(Beginning of EXERCISE MATERIAL)

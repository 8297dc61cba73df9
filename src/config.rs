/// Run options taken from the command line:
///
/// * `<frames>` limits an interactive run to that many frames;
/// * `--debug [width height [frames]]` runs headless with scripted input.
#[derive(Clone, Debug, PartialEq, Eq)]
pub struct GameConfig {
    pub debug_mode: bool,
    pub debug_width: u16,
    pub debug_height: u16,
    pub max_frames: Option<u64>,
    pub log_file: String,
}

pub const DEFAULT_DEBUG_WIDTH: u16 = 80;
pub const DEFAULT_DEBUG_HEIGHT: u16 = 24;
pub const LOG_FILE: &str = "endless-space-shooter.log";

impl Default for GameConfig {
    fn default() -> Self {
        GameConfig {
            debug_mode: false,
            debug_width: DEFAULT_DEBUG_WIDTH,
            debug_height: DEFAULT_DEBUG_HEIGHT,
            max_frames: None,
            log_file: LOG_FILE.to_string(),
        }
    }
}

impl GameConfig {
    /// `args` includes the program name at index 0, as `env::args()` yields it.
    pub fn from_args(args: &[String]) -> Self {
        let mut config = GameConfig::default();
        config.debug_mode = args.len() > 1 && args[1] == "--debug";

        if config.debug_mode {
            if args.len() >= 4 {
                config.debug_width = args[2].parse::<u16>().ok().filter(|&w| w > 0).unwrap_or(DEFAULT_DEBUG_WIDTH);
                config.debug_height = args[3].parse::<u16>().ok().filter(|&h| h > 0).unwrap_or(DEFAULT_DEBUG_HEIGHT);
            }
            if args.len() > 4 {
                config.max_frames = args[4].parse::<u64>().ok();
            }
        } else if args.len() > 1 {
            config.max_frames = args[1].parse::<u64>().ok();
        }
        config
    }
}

(End of EXERCISE MATERIAL)
(Beginning of EXERCISE MATERIAL)

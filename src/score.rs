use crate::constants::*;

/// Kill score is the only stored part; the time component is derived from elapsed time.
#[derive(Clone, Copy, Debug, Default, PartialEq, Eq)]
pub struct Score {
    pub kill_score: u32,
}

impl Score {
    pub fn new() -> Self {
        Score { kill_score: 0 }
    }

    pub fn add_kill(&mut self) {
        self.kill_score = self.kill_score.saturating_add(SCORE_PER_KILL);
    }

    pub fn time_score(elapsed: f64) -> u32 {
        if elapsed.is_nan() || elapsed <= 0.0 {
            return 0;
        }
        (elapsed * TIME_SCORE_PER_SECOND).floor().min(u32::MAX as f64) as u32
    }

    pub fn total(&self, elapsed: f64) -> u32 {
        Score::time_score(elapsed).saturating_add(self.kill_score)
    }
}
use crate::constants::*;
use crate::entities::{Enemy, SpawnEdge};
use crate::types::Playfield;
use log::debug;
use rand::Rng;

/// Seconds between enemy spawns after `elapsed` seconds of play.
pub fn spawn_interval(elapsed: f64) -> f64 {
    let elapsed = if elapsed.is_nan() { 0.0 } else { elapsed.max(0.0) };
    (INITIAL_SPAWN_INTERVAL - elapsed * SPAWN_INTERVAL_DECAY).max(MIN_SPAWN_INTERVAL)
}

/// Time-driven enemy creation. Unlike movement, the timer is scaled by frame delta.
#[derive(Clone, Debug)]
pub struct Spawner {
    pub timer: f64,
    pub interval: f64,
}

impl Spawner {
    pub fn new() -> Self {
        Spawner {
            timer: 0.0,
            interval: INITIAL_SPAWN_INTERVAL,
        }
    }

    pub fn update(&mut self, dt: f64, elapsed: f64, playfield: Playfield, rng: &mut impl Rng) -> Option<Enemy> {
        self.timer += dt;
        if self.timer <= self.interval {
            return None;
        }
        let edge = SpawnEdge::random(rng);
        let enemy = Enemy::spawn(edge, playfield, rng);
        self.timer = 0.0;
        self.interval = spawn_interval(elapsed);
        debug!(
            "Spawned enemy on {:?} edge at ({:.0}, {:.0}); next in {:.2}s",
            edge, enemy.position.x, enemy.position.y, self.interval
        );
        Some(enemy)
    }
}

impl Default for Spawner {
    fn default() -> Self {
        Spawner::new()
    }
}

(End of EXERCISE MATERIAL)
(Beginning of EXERCISE MATERIAL)

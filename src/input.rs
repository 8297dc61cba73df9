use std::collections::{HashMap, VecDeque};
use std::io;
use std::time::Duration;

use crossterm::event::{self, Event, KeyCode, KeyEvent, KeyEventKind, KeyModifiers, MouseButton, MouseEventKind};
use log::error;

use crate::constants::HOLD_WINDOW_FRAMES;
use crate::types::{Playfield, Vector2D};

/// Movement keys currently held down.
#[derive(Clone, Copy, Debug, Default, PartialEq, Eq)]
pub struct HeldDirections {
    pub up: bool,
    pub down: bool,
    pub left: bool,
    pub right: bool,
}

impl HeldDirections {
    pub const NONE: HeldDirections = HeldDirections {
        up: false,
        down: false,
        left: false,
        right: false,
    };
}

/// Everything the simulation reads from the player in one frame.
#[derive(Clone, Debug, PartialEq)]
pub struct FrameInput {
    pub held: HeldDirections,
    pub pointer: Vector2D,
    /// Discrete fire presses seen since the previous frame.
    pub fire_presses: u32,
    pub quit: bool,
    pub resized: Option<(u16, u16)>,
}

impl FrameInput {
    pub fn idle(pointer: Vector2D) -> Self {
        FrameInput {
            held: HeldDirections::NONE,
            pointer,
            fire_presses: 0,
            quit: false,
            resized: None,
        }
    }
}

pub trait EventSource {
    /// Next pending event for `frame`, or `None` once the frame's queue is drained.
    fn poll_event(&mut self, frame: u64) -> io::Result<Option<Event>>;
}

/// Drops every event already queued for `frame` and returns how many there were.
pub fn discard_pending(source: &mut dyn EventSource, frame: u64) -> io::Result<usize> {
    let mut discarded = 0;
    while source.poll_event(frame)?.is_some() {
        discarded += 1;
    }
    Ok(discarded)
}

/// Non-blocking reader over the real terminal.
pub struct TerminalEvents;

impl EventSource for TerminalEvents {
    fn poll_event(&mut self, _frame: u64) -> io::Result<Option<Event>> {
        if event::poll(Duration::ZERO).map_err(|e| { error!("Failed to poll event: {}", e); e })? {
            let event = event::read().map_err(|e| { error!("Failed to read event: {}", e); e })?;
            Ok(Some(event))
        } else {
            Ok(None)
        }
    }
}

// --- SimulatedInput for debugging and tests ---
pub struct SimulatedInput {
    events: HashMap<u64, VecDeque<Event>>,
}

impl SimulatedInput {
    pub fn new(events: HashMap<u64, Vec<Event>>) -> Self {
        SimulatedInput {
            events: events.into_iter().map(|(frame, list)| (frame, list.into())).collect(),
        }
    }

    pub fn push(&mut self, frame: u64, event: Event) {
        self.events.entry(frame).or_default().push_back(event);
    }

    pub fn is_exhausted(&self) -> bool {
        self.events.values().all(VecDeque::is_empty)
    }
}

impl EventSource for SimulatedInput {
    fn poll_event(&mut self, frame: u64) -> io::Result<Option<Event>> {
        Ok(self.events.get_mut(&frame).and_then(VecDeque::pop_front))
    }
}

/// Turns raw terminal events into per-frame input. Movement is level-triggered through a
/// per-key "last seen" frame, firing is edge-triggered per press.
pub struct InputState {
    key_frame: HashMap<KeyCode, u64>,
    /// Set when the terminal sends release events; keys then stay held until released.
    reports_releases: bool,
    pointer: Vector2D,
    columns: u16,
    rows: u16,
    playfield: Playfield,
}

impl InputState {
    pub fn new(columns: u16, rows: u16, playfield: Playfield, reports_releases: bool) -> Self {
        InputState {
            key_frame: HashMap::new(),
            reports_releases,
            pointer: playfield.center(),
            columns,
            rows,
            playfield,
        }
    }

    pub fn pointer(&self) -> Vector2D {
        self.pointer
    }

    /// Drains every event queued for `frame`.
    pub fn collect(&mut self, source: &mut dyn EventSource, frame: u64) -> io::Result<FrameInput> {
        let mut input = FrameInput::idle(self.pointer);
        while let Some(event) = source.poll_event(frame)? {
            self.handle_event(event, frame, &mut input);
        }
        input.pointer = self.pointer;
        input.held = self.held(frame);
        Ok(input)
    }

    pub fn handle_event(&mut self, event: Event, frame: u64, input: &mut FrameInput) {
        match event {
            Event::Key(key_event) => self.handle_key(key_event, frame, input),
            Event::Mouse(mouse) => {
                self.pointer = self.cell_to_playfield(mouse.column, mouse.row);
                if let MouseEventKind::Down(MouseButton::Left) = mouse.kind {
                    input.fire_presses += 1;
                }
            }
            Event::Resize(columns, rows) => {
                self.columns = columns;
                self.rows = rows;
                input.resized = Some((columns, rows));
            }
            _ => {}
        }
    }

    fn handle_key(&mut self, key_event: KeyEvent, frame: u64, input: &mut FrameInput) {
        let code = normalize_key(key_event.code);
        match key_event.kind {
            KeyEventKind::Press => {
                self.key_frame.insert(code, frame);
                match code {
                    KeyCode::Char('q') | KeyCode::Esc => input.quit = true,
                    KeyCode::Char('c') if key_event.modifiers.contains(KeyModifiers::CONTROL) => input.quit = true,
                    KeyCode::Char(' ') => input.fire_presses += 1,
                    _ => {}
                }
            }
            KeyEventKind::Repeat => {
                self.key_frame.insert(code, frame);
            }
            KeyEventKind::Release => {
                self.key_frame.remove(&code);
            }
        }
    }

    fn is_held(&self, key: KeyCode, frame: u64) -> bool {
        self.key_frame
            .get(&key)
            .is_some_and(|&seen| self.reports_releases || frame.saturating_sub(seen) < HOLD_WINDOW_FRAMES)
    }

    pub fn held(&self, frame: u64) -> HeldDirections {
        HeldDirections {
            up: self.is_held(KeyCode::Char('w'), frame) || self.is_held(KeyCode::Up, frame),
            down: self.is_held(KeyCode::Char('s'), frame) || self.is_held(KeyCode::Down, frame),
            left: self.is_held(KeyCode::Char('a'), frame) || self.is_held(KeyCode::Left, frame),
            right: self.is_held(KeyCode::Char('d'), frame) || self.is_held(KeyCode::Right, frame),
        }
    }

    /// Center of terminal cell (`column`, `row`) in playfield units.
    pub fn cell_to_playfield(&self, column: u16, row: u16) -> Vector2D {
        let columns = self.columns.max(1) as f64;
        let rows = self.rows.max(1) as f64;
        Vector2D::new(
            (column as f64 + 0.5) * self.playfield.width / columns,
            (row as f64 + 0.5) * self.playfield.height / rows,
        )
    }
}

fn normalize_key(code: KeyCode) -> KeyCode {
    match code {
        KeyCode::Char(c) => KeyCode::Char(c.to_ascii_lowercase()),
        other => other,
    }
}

(End of EXERCISE MATERIAL)

TASK INSTRUCTIONS:
When a line in the records above holds "columns", that line is to be reported.

RESULT FOR THIS EXERCISE:
    columns: u16,
    pub fn new(columns: u16, rows: u16, playfield: Playfield, reports_releases: bool) -> Self {
            columns,
            Event::Resize(columns, rows) => {
                self.columns = columns;
                input.resized = Some((columns, rows));
        let columns = self.columns.max(1) as f64;
            (column as f64 + 0.5) * self.playfield.width / columns,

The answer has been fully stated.